Greek Prime Minister Antonis Samaras is to request a two-year extension to the bail-out memorandum when he meets with German Chancellor Angela Merkel later this month.
As expected Samaras is to request that the latest package of austerity cuts which the government has been rushing to put in place, be spread over four, instead of two, years. The Financial Times reported Athens is planning to seek the additional €20 billion such an extension will require, without resorting to help from other EU countries.
Funds would be raised from an existing IMF loan, the issue of treasury bills, and a postponement of loan repayments on existing Troika approved loans.
Athens News reported an extension of the bail-out memorandum was a key platform of Samaras' election campaign, of which he has already broken a significant number of promises. Ironically Samaras is now keen to implement austerity measures he opposed when in opposition, whilst his two coalition partners are less keen to proceed with further cuts. PASOK leader Evangelos Venizelos showed far greater enthusiasm for austerity when he was the government finance minister bowing to the Troika bidding.

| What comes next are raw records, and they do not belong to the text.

#[cfg(test)]
mod tests {
    use super::*;
    use rust_decimal_macros::dec;

    fn limit(hash: u64, side: Side, price: Decimal, qty: Decimal) -> DerivativeLimitOrder {
        DerivativeLimitOrder::new(
            OrderHash(hash),
            MarketId(1),
            side,
            OrderInfo::new(SubaccountId(hash), price, qty),
            price * qty,
        )
    }

    #[test]
    fn price_time_priority_per_side() {
        let mut book = RestingOrderbook::new();
        book.insert(limit(1, Side::Buy, dec!(99), dec!(1)));
        book.insert(limit(2, Side::Buy, dec!(100), dec!(1)));
        book.insert(limit(3, Side::Buy, dec!(100), dec!(1)));
        book.insert(limit(4, Side::Sell, dec!(102), dec!(1)));
        book.insert(limit(5, Side::Sell, dec!(101), dec!(1)));

        let bids: Vec<u64> = book.iter_side(Side::Buy).map(|o| o.hash.0).collect();
        assert_eq!(bids, vec![2, 3, 1]);
        let asks: Vec<u64> = book.iter_side(Side::Sell).map(|o| o.hash.0).collect();
        assert_eq!(asks, vec![5, 4]);
        assert_eq!(book.mid_price_or_best_price(), Some(dec!(100.5)));
    }

    #[test]
    fn remove_and_lookup() {
        let mut book = RestingOrderbook::new();
        book.insert(limit(1, Side::Sell, dec!(10), dec!(2)));
        assert!(book.get(OrderHash(1)).is_some());
        assert_eq!(book.remove(OrderHash(1)).map(|o| o.hash), Some(OrderHash(1)));
        assert!(book.is_empty());
        assert_eq!(book.mid_price_or_best_price(), None);
    }

    #[test]
    fn cancel_refund_covers_margin_and_fee() {
        let mut order = limit(1, Side::Buy, dec!(100), dec!(4));
        order.margin = dec!(40);
        order.fillable = dec!(1);
        // 40 * 1/4 + 1 * 100 * 0.001
        assert_eq!(order.cancel_refund(dec!(0.001)), dec!(10.1));
        assert_eq!(order.cancel_refund(dec!(-0.001)), dec!(10));

        order.margin = Decimal::ZERO;
        assert_eq!(order.cancel_refund(dec!(0.001)), Decimal::ZERO);
    }

    #[test]
    fn partial_fills_use_up_exactly_the_margin() {
        let mut order = limit(1, Side::Buy, dec!(100), dec!(3));
        order.margin = dec!(10);
        let mut used = Decimal::ZERO;
        for _ in 0..2 {
            let part = order.margin_for_fill(dec!(1));
            assert!(part.scale() <= crate::types::AMOUNT_DP);
            used += part;
            order.fillable -= dec!(1);
        }
        assert_eq!(used + order.margin_for_fillable(), dec!(10));
        assert_eq!(order.margin_for_fill(order.fillable), order.margin_for_fillable());
    }

    #[test]
    fn binary_margin_by_side() {
        let scale = dec!(1);
        assert_eq!(binary_options_order_margin(dec!(0.3), dec!(10), true, false, scale), dec!(3));
        assert_eq!(binary_options_order_margin(dec!(0.3), dec!(10), false, false, scale), dec!(7));
        assert_eq!(binary_options_order_margin(dec!(0.3), dec!(10), false, true, scale), Decimal::ZERO);
    }

    #[test]
    fn metadata_tracks_aggregates() {
        let mut meta = SubaccountOrderbookMetadata::default();
        meta.add_order(true, dec!(2));
        meta.add_order(false, dec!(3));
        meta.reduce_fillable(false, dec!(1));
        meta.remove_order(true, dec!(2));
        assert_eq!(meta.reduce_only_limit_order_count, 0);
        assert_eq!(meta.aggregate_vanilla_quantity, dec!(2));
        assert_eq!(meta.vanilla_limit_order_count, 1);
    }
}
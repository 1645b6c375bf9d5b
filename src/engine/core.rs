// 8.0 engine/core.rs: main engine. holds the store, the collaborators and the block clock.

use super::config::EngineConfig;
use super::results::EngineError;
use crate::events::{Event, EventCollector, EventId, EventPayload, MarketStatusEvent};
use crate::expansion::FeeDiscounts;
use crate::interfaces::{BankKeeper, EventSink, InsuranceFund, PriceOracle};
use crate::market::{Market, MarketParams, MarketStatus};
use crate::position::Position;
use crate::store::{ExchangeStore, MarketState};
use crate::types::{BlockContext, MarketId, SubaccountId, Timestamp};
use rust_decimal::Decimal;
use tracing::{debug, info};

/** 8.1: main engine struct. all exchange state lives in the store */
pub struct Engine {
    pub(super) config: EngineConfig,
    pub(super) store: ExchangeStore,
    pub(super) oracle: Box<dyn PriceOracle>,
    pub(super) insurance: Box<dyn InsuranceFund>,
    pub(super) bank: Box<dyn BankKeeper>,
    pub(super) discounts: FeeDiscounts,
    pub(super) events: EventCollector,
    pub(super) sink: Option<Box<dyn EventSink>>,
    pub(super) next_event_id: u64,
    pub(super) block: BlockContext,
}

impl Engine {
    pub fn new(
        config: EngineConfig,
        oracle: Box<dyn PriceOracle>,
        insurance: Box<dyn InsuranceFund>,
        bank: Box<dyn BankKeeper>,
    ) -> Self {
        let events = EventCollector::with_capacity_limit(config.max_events);
        Self {
            config,
            store: ExchangeStore::new(),
            oracle,
            insurance,
            bank,
            discounts: FeeDiscounts::new(),
            events,
            sink: None,
            next_event_id: 1,
            block: BlockContext::new(0, Timestamp(0)),
        }
    }

    /// Every event is forwarded to `sink` as well as kept in memory.
    pub fn with_sink(mut self, sink: Box<dyn EventSink>) -> Self {
        self.sink = Some(sink);
        self
    }

    pub fn set_fee_discounts(&mut self, discounts: FeeDiscounts) {
        self.discounts = discounts;
    }

    pub fn config(&self) -> &EngineConfig {
        &self.config
    }

    pub fn block(&self) -> BlockContext {
        self.block
    }

    pub fn time(&self) -> Timestamp {
        self.block.time
    }

    pub fn launch_perpetual_market(&mut self, params: MarketParams) -> Result<MarketId, EngineError> {
        let market = Market::perpetual(params, self.block.time, self.config.funding_interval_secs);
        self.launch_market(market)
    }

    pub fn launch_expiry_futures_market(
        &mut self,
        params: MarketParams,
        expiration: Timestamp,
        twap_window_secs: i64,
    ) -> Result<MarketId, EngineError> {
        self.launch_market(Market::expiry_futures(params, expiration, twap_window_secs))
    }

    pub fn launch_binary_options_market(
        &mut self,
        params: MarketParams,
        expiration: Timestamp,
        settlement: Timestamp,
    ) -> Result<MarketId, EngineError> {
        self.launch_market(Market::binary_options(params, expiration, settlement))
    }

    pub fn launch_market(&mut self, market: Market) -> Result<MarketId, EngineError> {
        let market_id = market.id();
        if self.store.contains_market(market_id) {
            return Err(EngineError::MarketExists(market_id));
        }
        market.validate()?;
        info!(market = ?market_id, ticker = %market.params().ticker, kind = ?market.kind(), "market launched");
        self.store.insert_market(market);
        Ok(market_id)
    }

    pub fn market(&self, market_id: MarketId) -> Option<&Market> {
        self.store.market(market_id)
    }

    pub fn market_state(&self, market_id: MarketId) -> Option<&MarketState> {
        self.store.state(market_id)
    }

    pub fn position(&self, market_id: MarketId, subaccount_id: SubaccountId) -> Option<&Position> {
        self.store.position(market_id, subaccount_id)
    }

    pub fn market_balance(&self, market_id: MarketId) -> Option<Decimal> {
        self.store.state(market_id).map(|s| s.balance)
    }

    pub fn open_interest(&self, market_id: MarketId) -> Option<Decimal> {
        self.store.state(market_id).map(|s| s.open_interest)
    }

    /// Oracle price of the market's pair, scaled by its oracle scale factor.
    pub fn mark_price(&self, market_id: MarketId) -> Option<Decimal> {
        let market = self.store.market(market_id)?;
        self.oracle.price(market.oracle()).map(|p| market.oracle().scaled_price(p))
    }

    pub fn scheduled_settlements(&self) -> Vec<MarketId> {
        self.store.scheduled_settlements().into_iter().map(|(id, _)| id).collect()
    }

    pub fn bank(&self) -> &dyn BankKeeper {
        self.bank.as_ref()
    }

    pub fn bank_mut(&mut self) -> &mut dyn BankKeeper {
        self.bank.as_mut()
    }

    pub fn insurance(&self) -> &dyn InsuranceFund {
        self.insurance.as_ref()
    }

    pub fn events(&self) -> &[Event] {
        self.events.events()
    }

    pub fn drain_events(&mut self) -> Vec<Event> {
        self.events.drain()
    }

    pub(super) fn state_mut(&mut self, market_id: MarketId) -> Result<&mut MarketState, EngineError> {
        self.store.state_mut(market_id).ok_or(EngineError::MarketNotFound(market_id))
    }

    pub(super) fn state(&self, market_id: MarketId) -> Result<&MarketState, EngineError> {
        self.store.state(market_id).ok_or(EngineError::MarketNotFound(market_id))
    }

    pub(super) fn set_market_status(&mut self, market_id: MarketId, status: MarketStatus) -> Result<(), EngineError> {
        let state = self.state_mut(market_id)?;
        let previous = state.market.status();
        if previous == status {
            return Ok(());
        }
        state.market.set_status(status);
        info!(market = ?market_id, ?previous, ?status, "market status changed");
        self.emit_event(EventPayload::MarketStatusChanged(MarketStatusEvent {
            market_id,
            previous,
            status,
        }));
        Ok(())
    }

    pub(super) fn emit_events(&mut self, payloads: Vec<EventPayload>) {
        for payload in payloads {
            self.emit_event(payload);
        }
    }

    pub(super) fn emit_event(&mut self, payload: EventPayload) {
        let event = Event::new(EventId(self.next_event_id), self.block.height, self.block.time, payload);
        self.next_event_id += 1;

        if self.config.verbose {
            debug!(id = event.id.0, payload = ?event.payload, "event");
        }

        if let Some(sink) = self.sink.as_mut() {
            sink.emit(event.clone());
        }
        self.events.emit(event);
    }
}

Samaras issued a statement warning "We're all having a difficult time. There will be more hardship", although the hardship did not extend to himself nor interfere with his own holiday plans to enjoy the August 15 break in Messinia.
The patience of Berlin and Brussels with Athens is wearing thin, but former Papademos government adviser George Pagoulatos has warned that continual speculation of a Greek euro exit are hampering recovery. Ekathimerini reported he said in reference to measures already taken to adhere to Troika demands “Greece’s adjustments so far do not justify its image of failure.”
Pagoulatos advised “If Europe were to accept a Greek exit it would raise the risk of full eurozone break-up. The claim to an irreversible monetary union would be shattered. The eurozone would surrender to endless speculation over which country would be next.”